偽善エコロジー―「環境生活」が地球を破壊する―武田邦彦

偽善エコロジー―「環境生活」が地球を破壊する (幻冬舎新書 (た-5-1)) 幻冬舎新書。

現在、世間ではエコロジー、環境保護、資源節約が叫ばれている。私などは、ふだんからこういったものを「胡散臭いもの」と思って一歩引いて見ることにしているのだが、そんな姿勢を貫いてしまった本があると聞いた。この本には、現在行われている環境にいいこと、省資源にいいこと、そういったことを片っ端から否定するようなことが書かれている。エコロジスト、環境運動家などが読めば怒髪天を衝く、といったほどのものだ。どれどれ、これは読んで見ねばなるまい、とへそ曲がりの私はさっそく書店で手に取ったのであった。

ところで、このブログを読んでいただいている希少な皆さんは、次の3つの行動を支持するだろうか。

  • 割り箸などはできるだけ使わない。
  • ペットボトルは分別してリサイクルに回す。
  • レジ袋はもらわない(マイバッグを使う)。

ふつうに考えれば、すべて「支持する」だろう。いや、世間全体の雰囲気がそれを強制するようなものになっている。私なども、割り箸はできるだけ使わずに自分の箸を使うし、自宅で使えば洗って何回も使い、ペットボトルも包装とキャップは取り外してそれだけまとめて資源ゴミの日に出す。レジ袋は、買ったものが1個か2個ぐらいならテープで済ませてもらう。くらいのことはやっているのだ。

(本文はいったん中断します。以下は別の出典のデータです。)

pub const SECTION_SCROLL_GAP_PX: f64 = 20.0;
pub const FRAGMENT_SCROLL_DELAY_MS: u32 = 100;

/// Scroll position that lands a section just below the fixed header and
/// the optional secondary nav bar.
pub fn section_scroll_target(offset_top: f64, header_height: f64, secondary_nav: Option<f64>) -> f64 {
    offset_top - (header_height + secondary_nav.unwrap_or(0.0) + SECTION_SCROLL_GAP_PX)
}

/// Plain in-page anchors only clear the header.
pub fn anchor_scroll_target(offset_top: f64, header_height: f64) -> f64 {
    offset_top - header_height
}

/// The fragment selector of an in-page anchor, or `None` for a bare `#`
/// and for links that leave the page.
pub fn internal_anchor(href: &str) -> Option<&str> {
    let href = href.trim();
    if href.len() > 1 && href.starts_with('#') {
        Some(href)
    } else {
        None
    }
}
pub const DEFAULT_DURATION_MS: u32 = 2_000;
pub const DEFAULT_STEP_MS: u32 = 16;
pub const DEFAULT_RATIO_DIVISOR: u32 = 200;
pub const RATIO_STEP_MS: u32 = 1;

/// Reads the leading integer of a `data-count` value, so `"150+"` counts to 150.
pub fn parse_target(raw: &str) -> Option<u64> {
    let trimmed = raw.trim_start();
    let digits = trimmed.strip_prefix('+').unwrap_or(trimmed);
    let end = digits
        .find(|c: char| !c.is_ascii_digit())
        .unwrap_or(digits.len());

    digits[..end].parse::<u64>().ok()
}

#[derive(Clone, Copy, Debug, PartialEq, Eq)]
pub enum CounterStrategy {
    /// Reaches the target after a fixed wall-clock duration.
    FixedDuration { duration_ms: u32, step_ms: u32 },
    /// Adds `target / divisor` per tick, rounding up.
    RatioStep { divisor: u32, step_ms: u32 },
}

impl Default for CounterStrategy {
    fn default() -> Self {
        Self::FixedDuration {
            duration_ms: DEFAULT_DURATION_MS,
            step_ms: DEFAULT_STEP_MS,
        }
    }
}

impl CounterStrategy {
    pub fn ratio() -> Self {
        Self::RatioStep {
            divisor: DEFAULT_RATIO_DIVISOR,
            step_ms: RATIO_STEP_MS,
        }
    }

    pub fn parse(value: &str) -> Option<Self> {
        match value.trim().to_ascii_lowercase().as_str() {
            "duration" => Some(Self::default()),
            "ratio" => Some(Self::ratio()),
            _ => None,
        }
    }

    pub fn as_str(self) -> &'static str {
        match self {
            Self::FixedDuration { .. } => "duration",
            Self::RatioStep { .. } => "ratio",
        }
    }

    pub fn step_ms(self) -> u32 {
        match self {
            Self::FixedDuration { step_ms, .. } | Self::RatioStep { step_ms, .. } => step_ms.max(1),
        }
    }

    pub fn frames(self, target: u64) -> CounterFrames {
        CounterFrames {
            strategy: self,
            target,
            current: 0.0,
            done: false,
        }
    }
}

/// Displayed values of one counter run, one per timer tick.
#[derive(Clone, Debug)]
pub struct CounterFrames {
    strategy: CounterStrategy,
    target: u64,
    current: f64,
    done: bool,
}

impl Iterator for CounterFrames {
    type Item = u64;

    fn next(&mut self) -> Option<u64> {
        if self.done {
            return None;
        }

        let target = self.target as f64;
        let shown = match self.strategy {
            CounterStrategy::FixedDuration {
                duration_ms,
                step_ms,
            } => {
                let steps = (f64::from(duration_ms) / f64::from(step_ms.max(1))).max(1.0);
                self.current += target / steps;
                if self.current >= target {
                    self.current = target;
                    self.done = true;
                }
                self.current.floor()
            }
            CounterStrategy::RatioStep { divisor, .. } => {
                if self.current < target {
                    let increment = target / f64::from(divisor.max(1));
                    self.current = (self.current + increment).ceil().min(target);
                } else {
                    self.current = target;
                }
                if self.current >= target {
                    self.done = true;
                }
                self.current
            }
        };

        // Snap the last frame so float drift never shows as target - 1.
        if self.done {
            return Some(self.target);
        }

        Some(shown as u64)
    }
}

#[cfg(test)]
mod tests {
    use super::*;

    fn assert_well_formed(frames: &[u64], target: u64) {
        assert!(!frames.is_empty());
        assert!(frames.windows(2).all(|pair| pair[0] <= pair[1]));
        assert!(frames.iter().all(|value| *value <= target));
        assert_eq!(frames.last().copied(), Some(target));
    }

    #[test]
    fn parse_target_reads_leading_integer() {
        assert_eq!(parse_target("150"), Some(150));
        assert_eq!(parse_target("  98%"), Some(98));
        assert_eq!(parse_target("+12"), Some(12));
        assert_eq!(parse_target("1,200"), Some(1));
        assert_eq!(parse_target("-5"), None);
        assert_eq!(parse_target("n/a"), None);
        assert_eq!(parse_target(""), None);
    }

    #[test]
    fn fixed_duration_takes_duration_over_step_ticks() {
        let frames: Vec<u64> = CounterStrategy::default().frames(250).collect();

        assert_eq!(frames.len(), 125);
        assert_well_formed(&frames, 250);
        assert_eq!(frames[0], 2);
    }

    #[test]
    fn fixed_duration_snaps_awkward_targets() {
        for target in [1, 7, 99, 1_000, 123_457] {
            let frames: Vec<u64> = CounterStrategy::default().frames(target).collect();
            assert_well_formed(&frames, target);
            assert!(frames.len() <= 126);
        }
    }

    #[test]
    fn zero_target_shows_zero_once() {
        let frames: Vec<u64> = CounterStrategy::default().frames(0).collect();
        assert_eq!(frames, vec![0]);

        let frames: Vec<u64> = CounterStrategy::ratio().frames(0).collect();
        assert_eq!(frames, vec![0]);
    }

    #[test]
    fn ratio_step_never_overshoots() {
        // 300 / 200 = 1.5 per tick rounds up past the target without the cap.
        let frames: Vec<u64> = CounterStrategy::ratio().frames(300).collect();

        assert_well_formed(&frames, 300);
    }

    #[test]
    fn ratio_step_on_small_target_counts_by_one() {
        let frames: Vec<u64> = CounterStrategy::ratio().frames(5).collect();

        assert_eq!(frames, vec![1, 2, 3, 4, 5]);
    }

    #[test]
    fn duration_off_the_step_grid_keeps_the_fraction() {
        // 3000 / 16 = 187.5 steps, so 375 climbs by exactly 2 per tick.
        let strategy = CounterStrategy::FixedDuration {
            duration_ms: 3_000,
            step_ms: 16,
        };
        let frames: Vec<u64> = strategy.frames(375).collect();

        assert_eq!(frames.len(), 188);
        assert_eq!(&frames[..3], &[2, 4, 6]);
        assert_well_formed(&frames, 375);
    }

    #[test]
    fn duration_shorter_than_step_finishes_in_one_tick() {
        let strategy = CounterStrategy::FixedDuration {
            duration_ms: 5,
            step_ms: 16,
        };

        assert_eq!(strategy.frames(40).collect::<Vec<_>>(), vec![40]);
    }

    #[test]
    fn strategy_names_round_trip_through_config_values() {
        assert_eq!(CounterStrategy::parse("Ratio"), Some(CounterStrategy::ratio()));
        assert_eq!(CounterStrategy::parse("duration"), Some(CounterStrategy::default()));
        assert_eq!(CounterStrategy::parse("linear"), None);
        assert_eq!(CounterStrategy::ratio().as_str(), "ratio");
        assert_eq!(CounterStrategy::ratio().step_ms(), 1);
    }
}
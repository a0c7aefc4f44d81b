use std::cmp::Ordering;

use serde_json::{Map, Number, Value};

pub const DEFAULT_LOG_LEVEL: LogLevel = LogLevel::Info;

#[derive(Clone, Copy, PartialEq, Eq, Debug)]
pub enum LogLevel {
    Debug,
    Info,
    Warn,
}

impl PartialOrd for LogLevel {
    fn partial_cmp(&self, other: &Self) -> Option<Ordering> {
        Some(self.cmp(other))
    }
}

impl Ord for LogLevel {
    fn cmp(&self, other: &Self) -> Ordering {
        fn rank(level: LogLevel) -> u8 {
            match level {
                LogLevel::Debug => 0,
                LogLevel::Info => 1,
                LogLevel::Warn => 2,
            }
        }

        rank(*self).cmp(&rank(*other))
    }
}

impl LogLevel {
    pub fn as_str(self) -> &'static str {
        match self {
            Self::Debug => "debug",
            Self::Info => "info",
            Self::Warn => "warn",
        }
    }

    pub fn parse(value: &str) -> Option<Self> {
        match value.trim().to_ascii_lowercase().as_str() {
            "debug" => Some(Self::Debug),
            "info" => Some(Self::Info),
            "warn" => Some(Self::Warn),
            _ => None,
        }
    }
}

/// Builds one structured event line: `{ts, level, event, ...fields}`.
///
/// Non-object `fields` are dropped so callers can pass `Value::Null`.
pub fn event_payload(level: LogLevel, event: &str, fields: Value) -> Value {
    let mut payload = Map::new();
    payload.insert(
        "ts".to_string(),
        Value::Number(Number::from(now_unix_seconds())),
    );
    payload.insert("level".to_string(), Value::String(level.as_str().to_string()));
    payload.insert("event".to_string(), Value::String(event.to_string()));

    if let Value::Object(extra) = fields {
        for (key, value) in extra {
            payload.insert(key, value);
        }
    }

    Value::Object(payload)
}

pub fn log_event(min_level: LogLevel, level: LogLevel, event: &str, fields: Value) {
    if level < min_level {
        return;
    }

    emit(level, &event_payload(level, event, fields));
}

#[cfg(not(target_arch = "wasm32"))]
fn emit(_level: LogLevel, payload: &Value) {
    println!("{payload}");
}

#[cfg(target_arch = "wasm32")]
fn emit(level: LogLevel, payload: &Value) {
    let line = wasm_bindgen::JsValue::from_str(&payload.to_string());
    match level {
        LogLevel::Debug => web_sys::console::debug_1(&line),
        LogLevel::Info => web_sys::console::info_1(&line),
        LogLevel::Warn => web_sys::console::warn_1(&line),
    }
}

#[cfg(not(target_arch = "wasm32"))]
fn now_unix_seconds() -> u64 {
    use std::time::{SystemTime, UNIX_EPOCH};

    SystemTime::now()
        .duration_since(UNIX_EPOCH)
        .map(|value| value.as_secs())
        .unwrap_or(0)
}

// SystemTime::now panics on wasm32-unknown-unknown.
#[cfg(target_arch = "wasm32")]
fn now_unix_seconds() -> u64 {
    (js_sys::Date::now() / 1_000.0) as u64
}
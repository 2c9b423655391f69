//! Incremental segment parser for streamed chat messages.
//!
//! Text produced by a language model arrives in chunks split at arbitrary
//! positions. This crate turns that stream into an ordered list of typed
//! segments: plain text runs interleaved with well-known inline tags such
//! as `<chart>...</chart>`, suitable for progressive rendering in a chat
//! UI. Unknown tags, half-seen tag names, and tags that never close all
//! degrade to literal text; no input byte is ever lost or duplicated.
//!
//! The pieces:
//!
//!  - [`TagRegistry`] names the recognized tags and classifies each as
//!    renderable or metadata.
//!  - [`SegmentParser::parse`] consumes appended text and mutates a
//!    message's [`SegmentList`], returning the [`ModifiedSet`] of segments
//!    the host needs to repaint.
//!  - [`SegmentParser::finalize`] settles whatever is still open when the
//!    stream ends.
//!  - [`MetadataDispatcher`] applies host-registered handlers to completed
//!    metadata segments exactly once.

mod finalizer;
mod metadata;
mod segment;
mod segment_parser;
mod tag_registry;

pub use metadata::{HandlerResult, MessageContext, MetadataDispatcher, MetadataHandler};
pub use segment::{
    MetadataSegment, ModifiedSet, Segment, SegmentId, SegmentList, SegmentStatus, TagSegment,
    TextSegment,
};
pub use segment_parser::SegmentParser;
pub use tag_registry::{
    is_valid_tag_name, RegistryError, RegistrySnapshot, TagKind, TagRegistry, TEXT_SEGMENT_NAME,
};
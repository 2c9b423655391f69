use crate::segment::{ModifiedSet, Segment, SegmentList, SegmentStatus, TextSegment};
use crate::segment_parser::SegmentParser;
use crate::tag_registry::TagRegistry;

impl SegmentParser {
    /// Ends the stream for one message.
    ///
    /// Equivalent to a final `parse("", .., streaming = false)` followed by
    /// a defensive backward pass: any segment still open after the final
    /// parse is settled, with tag segments that never proved themselves
    /// rewritten as literal text preserving their id. The final parse
    /// already resolves every open construct, so the pass normally finds
    /// nothing to do.
    ///
    /// Call it once; it is safe to abandon a message without finalizing.
    pub fn finalize(
        &mut self,
        registry: &TagRegistry,
        segments: &mut SegmentList,
    ) -> ModifiedSet {
        let mut modified = self.parse("", registry, segments, false);

        let list = segments.segments_mut();
        let mut index = list.len();
        while index > 0 {
            index -= 1;
            if SegmentStatus::Completed == list[index].status() {
                break;
            }

            let id = list[index].id();
            if list[index].is_text() {
                log::trace!("finalize settled streaming text {id}");
                list[index].set_status(SegmentStatus::Completed);
                modified.insert(id);
                continue;
            }

            /*
             * An open tag segment at end of stream can no longer complete;
             * its literal reconstruction becomes text. Merging into a
             * preceding text segment keeps text coalesced.
             */
            let mut raw = String::new();
            list[index].reconstruct_into(&mut raw);
            log::trace!("finalize rewrote open tag {id} as literal text");

            if index > 0 && list[index - 1].is_text() {
                list.remove(index);
                if let Segment::Text(previous) = &mut list[index - 1] {
                    previous.raw.push_str(&raw);
                    previous.status = SegmentStatus::Completed;
                    modified.insert(previous.id());
                }
            } else {
                list[index] = Segment::Text(TextSegment {
                    id,
                    raw,
                    status: SegmentStatus::Completed,
                });
                modified.insert(id);
            }
        }

        modified
    }
}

だが残念なことに、この本によれば、これらの行動はすべて「無駄」だそうだ。これは過激である。割り箸は森林資源を浪費する、ペットボトルはリサイクルすれば新たにペットボトルとして生まれ変わる(か、繊維製品になる)、レジ袋は石油資源の無駄遣い、と誰もがこう思っている。これが否定されるのだから、「おい、ちょっと待て!」というようになるのもわかるだろう。

少しだけ書いてしまうと、割り箸は本来、木材の捨ててしまう部分(材木を採った後の端材、あるいは間伐材)の有効利用であったが、これは森林破壊になるとかで国内では使えなくなった。替わりに、中国や東南アジアなどの外国から輸入している。つまりあちらでは、「割り箸のために木を切る」ということになる。つまり、国内の森林は守ったが、外国の森林を破壊したということになる。

だがこれもこの本によれば間違いで、実は国内の森林も守れていないのだそうだ。本来使えるべきものを使わずにそのまま放置するため、森林は荒れて災害のリスクも高まる。つまり、よかれと思ってやっていることが、結局誰にとってもいい話になっていない、ということになる。これでは何のための環境保護か、ということになる。

そういえば、私のよく行く中華料理屋では、割り箸立てにわざわざ「ベトナムで植林した木から採っているので環境にやさしいです」みたいなことが書かれている。最初は「へ~そうか」と思っていたが、何のことはなく、日本で採っていないからエコなんですよ、と安心させるための言葉にも見える。

ペットボトルはほとんどリサイクルされておらず、レジ袋は原油の余り成分を原料にしているので燃やすのが最初になるか最後になるかの違いだけ、ということだ。このほか、ダイオキシンは危険か、生ゴミを肥料にするのはいいことか、などたくさんのトピックスがある。どうも読み進んでいくと、結局は利権と、環境保護に名を借りた「エゴ」活動に行き着くと思うのだ。自治体の事業と既得権益、大手企業の優遇など、どこにでもある構図がここでも見えてくる。

データや考え方が古いといった批判も多い本だが、今まで無条件によいと思っていたことを考えなおすきっかけとする本としては、内容もコンパクトで読みやすいのでお勧めと言えるだろう。 反論もいろいろ出ているので、読み比べると面白いかも知れない。